Your instructions: Copy out the data below. Keep every word as it is.
━━ Extracted data ━━
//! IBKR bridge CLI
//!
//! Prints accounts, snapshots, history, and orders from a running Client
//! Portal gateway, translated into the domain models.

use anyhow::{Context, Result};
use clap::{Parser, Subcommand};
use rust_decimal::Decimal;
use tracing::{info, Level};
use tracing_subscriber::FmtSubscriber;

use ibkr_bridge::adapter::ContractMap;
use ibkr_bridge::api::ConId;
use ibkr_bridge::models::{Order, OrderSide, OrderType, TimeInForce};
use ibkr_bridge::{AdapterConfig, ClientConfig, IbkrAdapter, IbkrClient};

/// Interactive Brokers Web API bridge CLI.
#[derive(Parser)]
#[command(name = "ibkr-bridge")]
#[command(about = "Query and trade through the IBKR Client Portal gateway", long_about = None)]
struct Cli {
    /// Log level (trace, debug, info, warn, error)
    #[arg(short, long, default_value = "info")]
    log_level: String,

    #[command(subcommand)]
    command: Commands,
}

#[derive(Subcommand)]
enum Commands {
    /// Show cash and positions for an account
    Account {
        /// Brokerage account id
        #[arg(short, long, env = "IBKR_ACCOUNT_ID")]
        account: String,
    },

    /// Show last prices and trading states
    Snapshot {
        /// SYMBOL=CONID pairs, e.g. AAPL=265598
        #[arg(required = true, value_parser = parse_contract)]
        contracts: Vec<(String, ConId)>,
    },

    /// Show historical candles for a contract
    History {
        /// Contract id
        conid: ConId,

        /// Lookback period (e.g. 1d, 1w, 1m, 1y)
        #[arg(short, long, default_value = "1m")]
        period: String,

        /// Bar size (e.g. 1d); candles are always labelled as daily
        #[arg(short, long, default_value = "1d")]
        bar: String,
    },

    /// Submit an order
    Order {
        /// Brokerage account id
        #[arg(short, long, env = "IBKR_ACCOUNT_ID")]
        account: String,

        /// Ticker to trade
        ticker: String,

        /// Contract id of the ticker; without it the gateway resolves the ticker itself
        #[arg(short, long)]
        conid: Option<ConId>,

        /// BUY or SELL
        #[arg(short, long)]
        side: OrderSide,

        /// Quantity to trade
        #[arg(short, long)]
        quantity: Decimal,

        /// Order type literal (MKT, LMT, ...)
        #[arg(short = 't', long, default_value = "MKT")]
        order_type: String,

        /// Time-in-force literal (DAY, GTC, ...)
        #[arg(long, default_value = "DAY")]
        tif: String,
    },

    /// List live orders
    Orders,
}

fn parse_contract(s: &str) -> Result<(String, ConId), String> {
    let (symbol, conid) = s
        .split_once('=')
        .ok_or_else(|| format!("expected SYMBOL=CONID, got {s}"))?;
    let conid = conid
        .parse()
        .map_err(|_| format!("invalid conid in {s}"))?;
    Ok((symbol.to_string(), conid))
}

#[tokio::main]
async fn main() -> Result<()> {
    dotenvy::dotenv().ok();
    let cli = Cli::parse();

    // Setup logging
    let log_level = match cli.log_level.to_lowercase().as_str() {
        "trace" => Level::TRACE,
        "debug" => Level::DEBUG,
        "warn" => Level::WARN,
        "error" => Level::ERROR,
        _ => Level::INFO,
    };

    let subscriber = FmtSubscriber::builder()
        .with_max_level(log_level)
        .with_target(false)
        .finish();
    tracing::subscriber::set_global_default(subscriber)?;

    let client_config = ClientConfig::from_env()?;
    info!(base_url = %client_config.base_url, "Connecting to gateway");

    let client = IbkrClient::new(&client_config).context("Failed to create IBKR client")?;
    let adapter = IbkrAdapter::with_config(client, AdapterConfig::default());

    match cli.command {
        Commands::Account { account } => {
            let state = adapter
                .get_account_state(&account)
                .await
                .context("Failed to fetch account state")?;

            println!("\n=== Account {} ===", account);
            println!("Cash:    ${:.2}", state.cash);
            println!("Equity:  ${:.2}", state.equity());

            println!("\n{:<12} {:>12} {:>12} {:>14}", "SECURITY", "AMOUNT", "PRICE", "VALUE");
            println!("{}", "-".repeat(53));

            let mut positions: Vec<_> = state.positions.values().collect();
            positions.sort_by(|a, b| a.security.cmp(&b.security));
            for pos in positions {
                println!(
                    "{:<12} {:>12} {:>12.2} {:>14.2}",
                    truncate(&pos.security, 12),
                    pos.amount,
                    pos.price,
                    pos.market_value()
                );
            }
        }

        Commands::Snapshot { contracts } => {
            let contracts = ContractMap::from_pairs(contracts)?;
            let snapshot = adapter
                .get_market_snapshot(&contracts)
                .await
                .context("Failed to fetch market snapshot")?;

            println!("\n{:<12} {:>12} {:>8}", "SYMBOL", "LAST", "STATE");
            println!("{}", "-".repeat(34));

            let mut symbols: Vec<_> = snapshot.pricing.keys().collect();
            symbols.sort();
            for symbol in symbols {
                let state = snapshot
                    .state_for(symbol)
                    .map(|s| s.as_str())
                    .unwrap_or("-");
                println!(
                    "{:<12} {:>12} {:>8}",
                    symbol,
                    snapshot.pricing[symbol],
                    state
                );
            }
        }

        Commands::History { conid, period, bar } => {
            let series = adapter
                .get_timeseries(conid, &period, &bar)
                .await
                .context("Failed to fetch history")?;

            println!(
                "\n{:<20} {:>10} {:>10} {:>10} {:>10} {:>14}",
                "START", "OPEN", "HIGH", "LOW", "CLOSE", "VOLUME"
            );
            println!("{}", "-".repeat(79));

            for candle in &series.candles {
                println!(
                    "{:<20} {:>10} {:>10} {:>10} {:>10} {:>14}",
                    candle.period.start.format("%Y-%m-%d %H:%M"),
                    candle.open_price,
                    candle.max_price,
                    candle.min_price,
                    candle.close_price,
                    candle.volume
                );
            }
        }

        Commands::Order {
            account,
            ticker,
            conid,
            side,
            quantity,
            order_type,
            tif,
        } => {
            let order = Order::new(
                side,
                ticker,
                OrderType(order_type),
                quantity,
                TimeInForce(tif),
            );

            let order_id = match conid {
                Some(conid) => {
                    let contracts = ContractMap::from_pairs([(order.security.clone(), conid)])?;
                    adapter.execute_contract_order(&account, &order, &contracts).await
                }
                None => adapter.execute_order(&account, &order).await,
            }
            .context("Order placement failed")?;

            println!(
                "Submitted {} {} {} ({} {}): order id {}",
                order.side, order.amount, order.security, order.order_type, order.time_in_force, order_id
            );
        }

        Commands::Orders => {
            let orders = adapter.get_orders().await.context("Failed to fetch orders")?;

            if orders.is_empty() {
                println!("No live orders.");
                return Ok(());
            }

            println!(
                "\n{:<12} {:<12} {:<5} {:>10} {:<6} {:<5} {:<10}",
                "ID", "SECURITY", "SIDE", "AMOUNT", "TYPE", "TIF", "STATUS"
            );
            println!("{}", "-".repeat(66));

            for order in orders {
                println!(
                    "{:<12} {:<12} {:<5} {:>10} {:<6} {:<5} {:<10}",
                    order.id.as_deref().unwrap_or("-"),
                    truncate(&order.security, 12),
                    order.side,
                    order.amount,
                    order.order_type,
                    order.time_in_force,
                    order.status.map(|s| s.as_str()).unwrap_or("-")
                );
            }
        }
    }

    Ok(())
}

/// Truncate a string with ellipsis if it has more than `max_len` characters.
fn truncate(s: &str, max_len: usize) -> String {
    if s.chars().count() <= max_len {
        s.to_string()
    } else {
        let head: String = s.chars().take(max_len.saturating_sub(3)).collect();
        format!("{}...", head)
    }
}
━━━
Reply to the task:
//! IBKR bridge CLI
//!
//! Prints accounts, snapshots, history, and orders from a running Client
//! Portal gateway, translated into the domain models.

use anyhow::{Context, Result};
use clap::{Parser, Subcommand};
use rust_decimal::Decimal;
use tracing::{info, Level};
use tracing_subscriber::FmtSubscriber;

use ibkr_bridge::adapter::ContractMap;
use ibkr_bridge::api::ConId;
use ibkr_bridge::models::{Order, OrderSide, OrderType, TimeInForce};
use ibkr_bridge::{AdapterConfig, ClientConfig, IbkrAdapter, IbkrClient};

/// Interactive Brokers Web API bridge CLI.
#[derive(Parser)]
#[command(name = "ibkr-bridge")]
#[command(about = "Query and trade through the IBKR Client Portal gateway", long_about = None)]
struct Cli {
    /// Log level (trace, debug, info, warn, error)
    #[arg(short, long, default_value = "info")]
    log_level: String,

    #[command(subcommand)]
    command: Commands,
}

#[derive(Subcommand)]
enum Commands {
    /// Show cash and positions for an account
    Account {
        /// Brokerage account id
        #[arg(short, long, env = "IBKR_ACCOUNT_ID")]
        account: String,
    },

    /// Show last prices and trading states
    Snapshot {
        /// SYMBOL=CONID pairs, e.g. AAPL=265598
        #[arg(required = true, value_parser = parse_contract)]
        contracts: Vec<(String, ConId)>,
    },

    /// Show historical candles for a contract
    History {
        /// Contract id
        conid: ConId,

        /// Lookback period (e.g. 1d, 1w, 1m, 1y)
        #[arg(short, long, default_value = "1m")]
        period: String,

        /// Bar size (e.g. 1d); candles are always labelled as daily
        #[arg(short, long, default_value = "1d")]
        bar: String,
    },

    /// Submit an order
    Order {
        /// Brokerage account id
        #[arg(short, long, env = "IBKR_ACCOUNT_ID")]
        account: String,

        /// Ticker to trade
        ticker: String,

        /// Contract id of the ticker; without it the gateway resolves the ticker itself
        #[arg(short, long)]
        conid: Option<ConId>,

        /// BUY or SELL
        #[arg(short, long)]
        side: OrderSide,

        /// Quantity to trade
        #[arg(short, long)]
        quantity: Decimal,

        /// Order type literal (MKT, LMT, ...)
        #[arg(short = 't', long, default_value = "MKT")]
        order_type: String,

        /// Time-in-force literal (DAY, GTC, ...)
        #[arg(long, default_value = "DAY")]
        tif: String,
    },

    /// List live orders
    Orders,
}

fn parse_contract(s: &str) -> Result<(String, ConId), String> {
    let (symbol, conid) = s
        .split_once('=')
        .ok_or_else(|| format!("expected SYMBOL=CONID, got {s}"))?;
    let conid = conid
        .parse()
        .map_err(|_| format!("invalid conid in {s}"))?;
    Ok((symbol.to_string(), conid))
}

#[tokio::main]
async fn main() -> Result<()> {
    dotenvy::dotenv().ok();
    let cli = Cli::parse();

    // Setup logging
    let log_level = match cli.log_level.to_lowercase().as_str() {
        "trace" => Level::TRACE,
        "debug" => Level::DEBUG,
        "warn" => Level::WARN,
        "error" => Level::ERROR,
        _ => Level::INFO,
    };

    let subscriber = FmtSubscriber::builder()
        .with_max_level(log_level)
        .with_target(false)
        .finish();
    tracing::subscriber::set_global_default(subscriber)?;

    let client_config = ClientConfig::from_env()?;
    info!(base_url = %client_config.base_url, "Connecting to gateway");

    let client = IbkrClient::new(&client_config).context("Failed to create IBKR client")?;
    let adapter = IbkrAdapter::with_config(client, AdapterConfig::default());

    match cli.command {
        Commands::Account { account } => {
            let state = adapter
                .get_account_state(&account)
                .await
                .context("Failed to fetch account state")?;

            println!("\n=== Account {} ===", account);
            println!("Cash:    ${:.2}", state.cash);
            println!("Equity:  ${:.2}", state.equity());

            println!("\n{:<12} {:>12} {:>12} {:>14}", "SECURITY", "AMOUNT", "PRICE", "VALUE");
            println!("{}", "-".repeat(53));

            let mut positions: Vec<_> = state.positions.values().collect();
            positions.sort_by(|a, b| a.security.cmp(&b.security));
            for pos in positions {
                println!(
                    "{:<12} {:>12} {:>12.2} {:>14.2}",
                    truncate(&pos.security, 12),
                    pos.amount,
                    pos.price,
                    pos.market_value()
                );
            }
        }

        Commands::Snapshot { contracts } => {
            let contracts = ContractMap::from_pairs(contracts)?;
            let snapshot = adapter
                .get_market_snapshot(&contracts)
                .await
                .context("Failed to fetch market snapshot")?;

            println!("\n{:<12} {:>12} {:>8}", "SYMBOL", "LAST", "STATE");
            println!("{}", "-".repeat(34));

            let mut symbols: Vec<_> = snapshot.pricing.keys().collect();
            symbols.sort();
            for symbol in symbols {
                let state = snapshot
                    .state_for(symbol)
                    .map(|s| s.as_str())
                    .unwrap_or("-");
                println!(
                    "{:<12} {:>12} {:>8}",
                    symbol,
                    snapshot.pricing[symbol],
                    state
                );
            }
        }

        Commands::History { conid, period, bar } => {
            let series = adapter
                .get_timeseries(conid, &period, &bar)
                .await
                .context("Failed to fetch history")?;

            println!(
                "\n{:<20} {:>10} {:>10} {:>10} {:>10} {:>14}",
                "START", "OPEN", "HIGH", "LOW", "CLOSE", "VOLUME"
            );
            println!("{}", "-".repeat(79));

            for candle in &series.candles {
                println!(
                    "{:<20} {:>10} {:>10} {:>10} {:>10} {:>14}",
                    candle.period.start.format("%Y-%m-%d %H:%M"),
                    candle.open_price,
                    candle.max_price,
                    candle.min_price,
                    candle.close_price,
                    candle.volume
                );
            }
        }

        Commands::Order {
            account,
            ticker,
            conid,
            side,
            quantity,
            order_type,
            tif,
        } => {
            let order = Order::new(
                side,
                ticker,
                OrderType(order_type),
                quantity,
                TimeInForce(tif),
            );

            let order_id = match conid {
                Some(conid) => {
                    let contracts = ContractMap::from_pairs([(order.security.clone(), conid)])?;
                    adapter.execute_contract_order(&account, &order, &contracts).await
                }
                None => adapter.execute_order(&account, &order).await,
            }
            .context("Order placement failed")?;

            println!(
                "Submitted {} {} {} ({} {}): order id {}",
                order.side, order.amount, order.security, order.order_type, order.time_in_force, order_id
            );
        }

        Commands::Orders => {
            let orders = adapter.get_orders().await.context("Failed to fetch orders")?;

            if orders.is_empty() {
                println!("No live orders.");
                return Ok(());
            }

            println!(
                "\n{:<12} {:<12} {:<5} {:>10} {:<6} {:<5} {:<10}",
                "ID", "SECURITY", "SIDE", "AMOUNT", "TYPE", "TIF", "STATUS"
            );
            println!("{}", "-".repeat(66));

            for order in orders {
                println!(
                    "{:<12} {:<12} {:<5} {:>10} {:<6} {:<5} {:<10}",
                    order.id.as_deref().unwrap_or("-"),
                    truncate(&order.security, 12),
                    order.side,
                    order.amount,
                    order.order_type,
                    order.time_in_force,
                    order.status.map(|s| s.as_str()).unwrap_or("-")
                );
            }
        }
    }

    Ok(())
}

/// Truncate a string with ellipsis if it has more than `max_len` characters.
fn truncate(s: &str, max_len: usize) -> String {
    if s.chars().count() <= max_len {
        s.to_string()
    } else {
        let head: String = s.chars().take(max_len.saturating_sub(3)).collect();
        format!("{}...", head)
    }
}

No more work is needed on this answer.